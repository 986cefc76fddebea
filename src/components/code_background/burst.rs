//! Burst emitter: a short-lived radial push that fades out over its lifetime.

use super::config::BurstConfig;
use super::particles::Bounds;
use super::rng::FieldRng;

/// One transient outward impulse.
#[derive(Clone, Debug)]
pub struct Burst {
	pub x: f64,
	pub y: f64,
	/// Frames elapsed since spawn.
	pub age: u32,
	pub lifetime: u32,
	pub radius: f64,
	pub base_force: f64,
	/// Radius of the glowing core.
	pub size: f64,
	pub active: bool,
}

impl Burst {
	pub fn spawn(x: f64, y: f64, config: &BurstConfig) -> Self {
		Self {
			x,
			y,
			age: 0,
			lifetime: config.lifetime,
			radius: config.radius,
			base_force: config.force,
			size: config.size,
			active: true,
		}
	}

	/// 1.0 at spawn, 0.0 once the lifetime is used up.
	pub fn fade(&self) -> f64 {
		if self.lifetime == 0 {
			return 0.0;
		}
		(1.0 - self.age as f64 / self.lifetime as f64).max(0.0)
	}

	pub fn current_force(&self) -> f64 {
		self.base_force * self.fade()
	}
}

/// Ages a burst by one frame, deactivating it at the end of its lifetime.
pub fn advance_burst(burst: &mut Burst) {
	burst.age = burst.age.saturating_add(1);
	if burst.age >= burst.lifetime {
		burst.active = false;
	}
}

/// Wall-clock gate deciding when the next burst may spawn.
///
/// The gate only looks at elapsed time. A spawn replaces whatever burst is
/// current, and a long stall between checks still yields a single spawn.
#[derive(Clone, Debug)]
pub struct SpawnGate {
	last_spawn: Option<f64>,
	interval_ms: f64,
}

impl SpawnGate {
	pub fn new(interval_ms: f64) -> Self {
		Self {
			last_spawn: None,
			interval_ms,
		}
	}

	/// Spawns a burst at a random point in `bounds` if the gate is open at `now`.
	pub fn try_spawn(
		&mut self,
		now: f64,
		bounds: Bounds,
		rng: &mut FieldRng,
		config: &BurstConfig,
	) -> Option<Burst> {
		let open = match self.last_spawn {
			None => true,
			Some(last) => now - last >= self.interval_ms,
		};
		if !open {
			return None;
		}
		self.last_spawn = Some(now);
		Some(Burst::spawn(
			rng.range(0.0, bounds.width),
			rng.range(0.0, bounds.height),
			config,
		))
	}
}

#[cfg(test)]
mod tests {
	use super::*;

	const BOUNDS: Bounds = Bounds {
		width: 800.0,
		height: 600.0,
	};

	#[test]
	fn fade_runs_from_one_to_zero() {
		let mut burst = Burst::spawn(10.0, 10.0, &BurstConfig::default());
		assert_eq!(burst.fade(), 1.0);
		assert_eq!(burst.current_force(), 0.5);

		let mut previous = burst.current_force();
		for _ in 0..burst.lifetime {
			advance_burst(&mut burst);
			assert!(burst.current_force() <= previous);
			previous = burst.current_force();
		}
		assert_eq!(burst.age, burst.lifetime);
		assert_eq!(burst.fade(), 0.0);
		assert_eq!(burst.current_force(), 0.0);
		assert!(!burst.active);
	}

	#[test]
	fn stays_active_until_last_frame() {
		let mut burst = Burst::spawn(0.0, 0.0, &BurstConfig::default());
		for _ in 0..59 {
			advance_burst(&mut burst);
		}
		assert!(burst.active);
		advance_burst(&mut burst);
		assert!(!burst.active);
	}

	#[test]
	fn first_check_spawns_inside_bounds() {
		let mut gate = SpawnGate::new(10_000.0);
		let mut rng = FieldRng::new(3);
		let burst = gate
			.try_spawn(16.0, BOUNDS, &mut rng, &BurstConfig::default())
			.expect("first check spawns");
		assert!(BOUNDS.contains(burst.x, burst.y));
		assert_eq!(gate.last_spawn, Some(16.0));
	}

	#[test]
	fn gate_holds_within_interval() {
		let config = BurstConfig::default();
		let mut gate = SpawnGate::new(config.interval_ms);
		let mut rng = FieldRng::new(3);
		assert!(gate.try_spawn(1000.0, BOUNDS, &mut rng, &config).is_some());
		assert!(gate.try_spawn(1016.0, BOUNDS, &mut rng, &config).is_none());
		assert!(gate.try_spawn(10_999.0, BOUNDS, &mut rng, &config).is_none());
		assert!(gate.try_spawn(11_000.0, BOUNDS, &mut rng, &config).is_some());
		assert!(gate.try_spawn(11_001.0, BOUNDS, &mut rng, &config).is_none());
	}

	#[test]
	fn long_stall_spawns_once() {
		let config = BurstConfig::default();
		let mut gate = SpawnGate::new(config.interval_ms);
		let mut rng = FieldRng::new(5);
		gate.try_spawn(0.0, BOUNDS, &mut rng, &config);
		assert!(gate.try_spawn(45_000.0, BOUNDS, &mut rng, &config).is_some());
		assert!(gate.try_spawn(45_016.0, BOUNDS, &mut rng, &config).is_none());
		assert_eq!(gate.last_spawn, Some(45_000.0));
	}
}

WORK TO COMPLETE:
Each line above must be reproduced exactly.

ANSWER BOX:
repository 986cefc76fddebea
filename src/components/code_background/burst.rs
//! Burst emitter: a short-lived radial push that fades out over its lifetime.

use super::config::BurstConfig;
use super::particles::Bounds;
use super::rng::FieldRng;

/// One transient outward impulse.
#[derive(Clone, Debug)]
pub struct Burst {
	pub x: f64,
	pub y: f64,
	/// Frames elapsed since spawn.
	pub age: u32,
	pub lifetime: u32,
	pub radius: f64,
	pub base_force: f64,
	/// Radius of the glowing core.
	pub size: f64,
	pub active: bool,
}

impl Burst {
	pub fn spawn(x: f64, y: f64, config: &BurstConfig) -> Self {
		Self {
			x,
			y,
			age: 0,
			lifetime: config.lifetime,
			radius: config.radius,
			base_force: config.force,
			size: config.size,
			active: true,
		}
	}

	/// 1.0 at spawn, 0.0 once the lifetime is used up.
	pub fn fade(&self) -> f64 {
		if self.lifetime == 0 {
			return 0.0;
		}
		(1.0 - self.age as f64 / self.lifetime as f64).max(0.0)
	}

	pub fn current_force(&self) -> f64 {
		self.base_force * self.fade()
	}
}

/// Ages a burst by one frame, deactivating it at the end of its lifetime.
pub fn advance_burst(burst: &mut Burst) {
	burst.age = burst.age.saturating_add(1);
	if burst.age >= burst.lifetime {
		burst.active = false;
	}
}

/// Wall-clock gate deciding when the next burst may spawn.
///
/// The gate only looks at elapsed time. A spawn replaces whatever burst is
/// current, and a long stall between checks still yields a single spawn.
#[derive(Clone, Debug)]
pub struct SpawnGate {
	last_spawn: Option<f64>,
	interval_ms: f64,
}

impl SpawnGate {
	pub fn new(interval_ms: f64) -> Self {
		Self {
			last_spawn: None,
			interval_ms,
		}
	}

	/// Spawns a burst at a random point in `bounds` if the gate is open at `now`.
	pub fn try_spawn(
		&mut self,
		now: f64,
		bounds: Bounds,
		rng: &mut FieldRng,
		config: &BurstConfig,
	) -> Option<Burst> {
		let open = match self.last_spawn {
			None => true,
			Some(last) => now - last >= self.interval_ms,
		};
		if !open {
			return None;
		}
		self.last_spawn = Some(now);
		Some(Burst::spawn(
			rng.range(0.0, bounds.width),
			rng.range(0.0, bounds.height),
			config,
		))
	}
}

#[cfg(test)]
mod tests {
	use super::*;

	const BOUNDS: Bounds = Bounds {
		width: 800.0,
		height: 600.0,
	};

	#[test]
	fn fade_runs_from_one_to_zero() {
		let mut burst = Burst::spawn(10.0, 10.0, &BurstConfig::default());
		assert_eq!(burst.fade(), 1.0);
		assert_eq!(burst.current_force(), 0.5);

		let mut previous = burst.current_force();
		for _ in 0..burst.lifetime {
			advance_burst(&mut burst);
			assert!(burst.current_force() <= previous);
			previous = burst.current_force();
		}
		assert_eq!(burst.age, burst.lifetime);
		assert_eq!(burst.fade(), 0.0);
		assert_eq!(burst.current_force(), 0.0);
		assert!(!burst.active);
	}

	#[test]
	fn stays_active_until_last_frame() {
		let mut burst = Burst::spawn(0.0, 0.0, &BurstConfig::default());
		for _ in 0..59 {
			advance_burst(&mut burst);
		}
		assert!(burst.active);
		advance_burst(&mut burst);
		assert!(!burst.active);
	}

	#[test]
	fn first_check_spawns_inside_bounds() {
		let mut gate = SpawnGate::new(10_000.0);
		let mut rng = FieldRng::new(3);
		let burst = gate
			.try_spawn(16.0, BOUNDS, &mut rng, &BurstConfig::default())
			.expect("first check spawns");
		assert!(BOUNDS.contains(burst.x, burst.y));
		assert_eq!(gate.last_spawn, Some(16.0));
	}

	#[test]
	fn gate_holds_within_interval() {
		let config = BurstConfig::default();
		let mut gate = SpawnGate::new(config.interval_ms);
		let mut rng = FieldRng::new(3);
		assert!(gate.try_spawn(1000.0, BOUNDS, &mut rng, &config).is_some());
		assert!(gate.try_spawn(1016.0, BOUNDS, &mut rng, &config).is_none());
		assert!(gate.try_spawn(10_999.0, BOUNDS, &mut rng, &config).is_none());
		assert!(gate.try_spawn(11_000.0, BOUNDS, &mut rng, &config).is_some());
		assert!(gate.try_spawn(11_001.0, BOUNDS, &mut rng, &config).is_none());
	}

	#[test]
	fn long_stall_spawns_once() {
		let config = BurstConfig::default();
		let mut gate = SpawnGate::new(config.interval_ms);
		let mut rng = FieldRng::new(5);
		gate.try_spawn(0.0, BOUNDS, &mut rng, &config);
		assert!(gate.try_spawn(45_000.0, BOUNDS, &mut rng, &config).is_some());
		assert!(gate.try_spawn(45_016.0, BOUNDS, &mut rng, &config).is_none());
		assert_eq!(gate.last_spawn, Some(45_000.0));
	}
}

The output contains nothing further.